• WORK TO COMPLETE
The entries below must be restated word for word.

(Dataset records)

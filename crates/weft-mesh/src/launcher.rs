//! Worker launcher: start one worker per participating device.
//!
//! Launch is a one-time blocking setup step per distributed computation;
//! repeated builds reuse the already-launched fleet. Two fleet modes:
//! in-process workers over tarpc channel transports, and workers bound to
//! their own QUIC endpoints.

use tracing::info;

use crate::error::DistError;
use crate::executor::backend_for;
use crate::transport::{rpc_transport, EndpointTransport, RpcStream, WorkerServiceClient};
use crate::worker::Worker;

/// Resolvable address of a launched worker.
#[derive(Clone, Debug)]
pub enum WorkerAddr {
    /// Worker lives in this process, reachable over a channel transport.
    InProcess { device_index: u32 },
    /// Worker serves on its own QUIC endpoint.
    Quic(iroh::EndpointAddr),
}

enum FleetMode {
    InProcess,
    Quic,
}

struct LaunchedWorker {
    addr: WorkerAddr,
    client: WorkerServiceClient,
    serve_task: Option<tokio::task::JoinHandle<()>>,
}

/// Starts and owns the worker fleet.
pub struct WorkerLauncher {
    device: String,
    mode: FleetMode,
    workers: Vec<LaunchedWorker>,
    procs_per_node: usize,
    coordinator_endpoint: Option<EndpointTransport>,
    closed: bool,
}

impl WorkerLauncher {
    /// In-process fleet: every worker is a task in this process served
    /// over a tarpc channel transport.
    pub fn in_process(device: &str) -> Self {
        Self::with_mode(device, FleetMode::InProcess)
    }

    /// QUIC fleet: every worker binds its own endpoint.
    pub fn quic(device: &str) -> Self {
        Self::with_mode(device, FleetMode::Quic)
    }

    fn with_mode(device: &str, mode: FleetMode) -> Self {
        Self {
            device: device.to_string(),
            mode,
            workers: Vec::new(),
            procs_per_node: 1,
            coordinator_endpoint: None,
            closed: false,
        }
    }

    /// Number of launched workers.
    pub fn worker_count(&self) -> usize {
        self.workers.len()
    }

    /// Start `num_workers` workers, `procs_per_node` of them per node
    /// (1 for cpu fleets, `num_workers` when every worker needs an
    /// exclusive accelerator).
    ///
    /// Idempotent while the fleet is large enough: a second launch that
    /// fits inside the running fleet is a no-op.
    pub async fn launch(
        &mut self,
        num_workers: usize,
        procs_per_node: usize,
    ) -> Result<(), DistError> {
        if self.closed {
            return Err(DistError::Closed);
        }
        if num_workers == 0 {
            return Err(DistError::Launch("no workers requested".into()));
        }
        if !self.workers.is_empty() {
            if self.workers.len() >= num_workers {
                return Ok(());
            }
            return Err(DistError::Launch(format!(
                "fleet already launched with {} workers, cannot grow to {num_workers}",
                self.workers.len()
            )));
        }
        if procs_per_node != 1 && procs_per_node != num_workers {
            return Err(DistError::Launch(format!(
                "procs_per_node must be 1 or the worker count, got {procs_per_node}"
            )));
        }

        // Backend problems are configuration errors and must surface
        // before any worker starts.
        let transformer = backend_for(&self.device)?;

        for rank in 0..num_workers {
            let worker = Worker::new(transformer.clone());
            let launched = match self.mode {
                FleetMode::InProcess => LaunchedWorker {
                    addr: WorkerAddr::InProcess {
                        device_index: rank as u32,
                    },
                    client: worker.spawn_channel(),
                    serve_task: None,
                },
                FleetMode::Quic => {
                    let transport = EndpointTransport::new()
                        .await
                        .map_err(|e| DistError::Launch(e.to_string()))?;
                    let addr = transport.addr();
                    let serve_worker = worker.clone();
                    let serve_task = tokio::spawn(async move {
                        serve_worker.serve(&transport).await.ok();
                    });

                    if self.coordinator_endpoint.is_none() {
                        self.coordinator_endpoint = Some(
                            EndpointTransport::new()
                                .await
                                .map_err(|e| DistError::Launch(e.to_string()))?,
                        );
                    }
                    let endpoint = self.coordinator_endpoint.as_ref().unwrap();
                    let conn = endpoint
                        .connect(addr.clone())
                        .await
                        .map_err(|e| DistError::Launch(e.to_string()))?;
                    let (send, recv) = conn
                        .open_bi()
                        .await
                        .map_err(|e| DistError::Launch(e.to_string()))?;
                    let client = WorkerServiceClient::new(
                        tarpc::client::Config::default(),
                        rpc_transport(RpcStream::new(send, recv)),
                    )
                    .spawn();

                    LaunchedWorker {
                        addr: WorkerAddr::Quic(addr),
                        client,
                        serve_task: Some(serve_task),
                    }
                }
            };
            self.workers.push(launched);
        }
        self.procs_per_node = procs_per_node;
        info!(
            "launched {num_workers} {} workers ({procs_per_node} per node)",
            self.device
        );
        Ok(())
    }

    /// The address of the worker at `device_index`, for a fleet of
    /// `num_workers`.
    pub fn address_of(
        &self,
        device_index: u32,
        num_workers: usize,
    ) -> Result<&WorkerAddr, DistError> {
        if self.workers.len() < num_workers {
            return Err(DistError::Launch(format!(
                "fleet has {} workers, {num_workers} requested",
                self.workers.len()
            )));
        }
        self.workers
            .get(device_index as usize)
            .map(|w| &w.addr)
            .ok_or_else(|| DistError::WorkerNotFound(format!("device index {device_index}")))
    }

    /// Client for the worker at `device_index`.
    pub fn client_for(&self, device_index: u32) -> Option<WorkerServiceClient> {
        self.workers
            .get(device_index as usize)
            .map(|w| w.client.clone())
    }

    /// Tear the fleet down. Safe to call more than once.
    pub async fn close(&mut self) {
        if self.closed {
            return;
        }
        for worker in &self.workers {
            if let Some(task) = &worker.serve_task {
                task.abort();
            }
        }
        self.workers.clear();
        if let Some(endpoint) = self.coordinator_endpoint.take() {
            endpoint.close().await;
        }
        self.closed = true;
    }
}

• EXERCISE SOLUTION
filename crates/weft-mesh/src/launcher.rs
//! Worker launcher: start one worker per participating device.
//!
//! Launch is a one-time blocking setup step per distributed computation;
//! repeated builds reuse the already-launched fleet. Two fleet modes:
//! in-process workers over tarpc channel transports, and workers bound to
//! their own QUIC endpoints.

use tracing::info;

use crate::error::DistError;
use crate::executor::backend_for;
use crate::transport::{rpc_transport, EndpointTransport, RpcStream, WorkerServiceClient};
use crate::worker::Worker;

/// Resolvable address of a launched worker.
#[derive(Clone, Debug)]
pub enum WorkerAddr {
    /// Worker lives in this process, reachable over a channel transport.
    InProcess { device_index: u32 },
    /// Worker serves on its own QUIC endpoint.
    Quic(iroh::EndpointAddr),
}

enum FleetMode {
    InProcess,
    Quic,
}

struct LaunchedWorker {
    addr: WorkerAddr,
    client: WorkerServiceClient,
    serve_task: Option<tokio::task::JoinHandle<()>>,
}

/// Starts and owns the worker fleet.
pub struct WorkerLauncher {
    device: String,
    mode: FleetMode,
    workers: Vec<LaunchedWorker>,
    procs_per_node: usize,
    coordinator_endpoint: Option<EndpointTransport>,
    closed: bool,
}

impl WorkerLauncher {
    /// In-process fleet: every worker is a task in this process served
    /// over a tarpc channel transport.
    pub fn in_process(device: &str) -> Self {
        Self::with_mode(device, FleetMode::InProcess)
    }

    /// QUIC fleet: every worker binds its own endpoint.
    pub fn quic(device: &str) -> Self {
        Self::with_mode(device, FleetMode::Quic)
    }

    fn with_mode(device: &str, mode: FleetMode) -> Self {
        Self {
            device: device.to_string(),
            mode,
            workers: Vec::new(),
            procs_per_node: 1,
            coordinator_endpoint: None,
            closed: false,
        }
    }

    /// Number of launched workers.
    pub fn worker_count(&self) -> usize {
        self.workers.len()
    }

    /// Start `num_workers` workers, `procs_per_node` of them per node
    /// (1 for cpu fleets, `num_workers` when every worker needs an
    /// exclusive accelerator).
    ///
    /// Idempotent while the fleet is large enough: a second launch that
    /// fits inside the running fleet is a no-op.
    pub async fn launch(
        &mut self,
        num_workers: usize,
        procs_per_node: usize,
    ) -> Result<(), DistError> {
        if self.closed {
            return Err(DistError::Closed);
        }
        if num_workers == 0 {
            return Err(DistError::Launch("no workers requested".into()));
        }
        if !self.workers.is_empty() {
            if self.workers.len() >= num_workers {
                return Ok(());
            }
            return Err(DistError::Launch(format!(
                "fleet already launched with {} workers, cannot grow to {num_workers}",
                self.workers.len()
            )));
        }
        if procs_per_node != 1 && procs_per_node != num_workers {
            return Err(DistError::Launch(format!(
                "procs_per_node must be 1 or the worker count, got {procs_per_node}"
            )));
        }

        // Backend problems are configuration errors and must surface
        // before any worker starts.
        let transformer = backend_for(&self.device)?;

        for rank in 0..num_workers {
            let worker = Worker::new(transformer.clone());
            let launched = match self.mode {
                FleetMode::InProcess => LaunchedWorker {
                    addr: WorkerAddr::InProcess {
                        device_index: rank as u32,
                    },
                    client: worker.spawn_channel(),
                    serve_task: None,
                },
                FleetMode::Quic => {
                    let transport = EndpointTransport::new()
                        .await
                        .map_err(|e| DistError::Launch(e.to_string()))?;
                    let addr = transport.addr();
                    let serve_worker = worker.clone();
                    let serve_task = tokio::spawn(async move {
                        serve_worker.serve(&transport).await.ok();
                    });

                    if self.coordinator_endpoint.is_none() {
                        self.coordinator_endpoint = Some(
                            EndpointTransport::new()
                                .await
                                .map_err(|e| DistError::Launch(e.to_string()))?,
                        );
                    }
                    let endpoint = self.coordinator_endpoint.as_ref().unwrap();
                    let conn = endpoint
                        .connect(addr.clone())
                        .await
                        .map_err(|e| DistError::Launch(e.to_string()))?;
                    let (send, recv) = conn
                        .open_bi()
                        .await
                        .map_err(|e| DistError::Launch(e.to_string()))?;
                    let client = WorkerServiceClient::new(
                        tarpc::client::Config::default(),
                        rpc_transport(RpcStream::new(send, recv)),
                    )
                    .spawn();

                    LaunchedWorker {
                        addr: WorkerAddr::Quic(addr),
                        client,
                        serve_task: Some(serve_task),
                    }
                }
            };
            self.workers.push(launched);
        }
        self.procs_per_node = procs_per_node;
        info!(
            "launched {num_workers} {} workers ({procs_per_node} per node)",
            self.device
        );
        Ok(())
    }

    /// The address of the worker at `device_index`, for a fleet of
    /// `num_workers`.
    pub fn address_of(
        &self,
        device_index: u32,
        num_workers: usize,
    ) -> Result<&WorkerAddr, DistError> {
        if self.workers.len() < num_workers {
            return Err(DistError::Launch(format!(
                "fleet has {} workers, {num_workers} requested",
                self.workers.len()
            )));
        }
        self.workers
            .get(device_index as usize)
            .map(|w| &w.addr)
            .ok_or_else(|| DistError::WorkerNotFound(format!("device index {device_index}")))
    }

    /// Client for the worker at `device_index`.
    pub fn client_for(&self, device_index: u32) -> Option<WorkerServiceClient> {
        self.workers
            .get(device_index as usize)
            .map(|w| w.client.clone())
    }

    /// Tear the fleet down. Safe to call more than once.
    pub async fn close(&mut self) {
        if self.closed {
            return;
        }
        for worker in &self.workers {
            if let Some(task) = &worker.serve_task {
                task.abort();
            }
        }
        self.workers.clear();
        if let Some(endpoint) = self.coordinator_endpoint.take() {
            endpoint.close().await;
        }
        self.closed = true;
    }
}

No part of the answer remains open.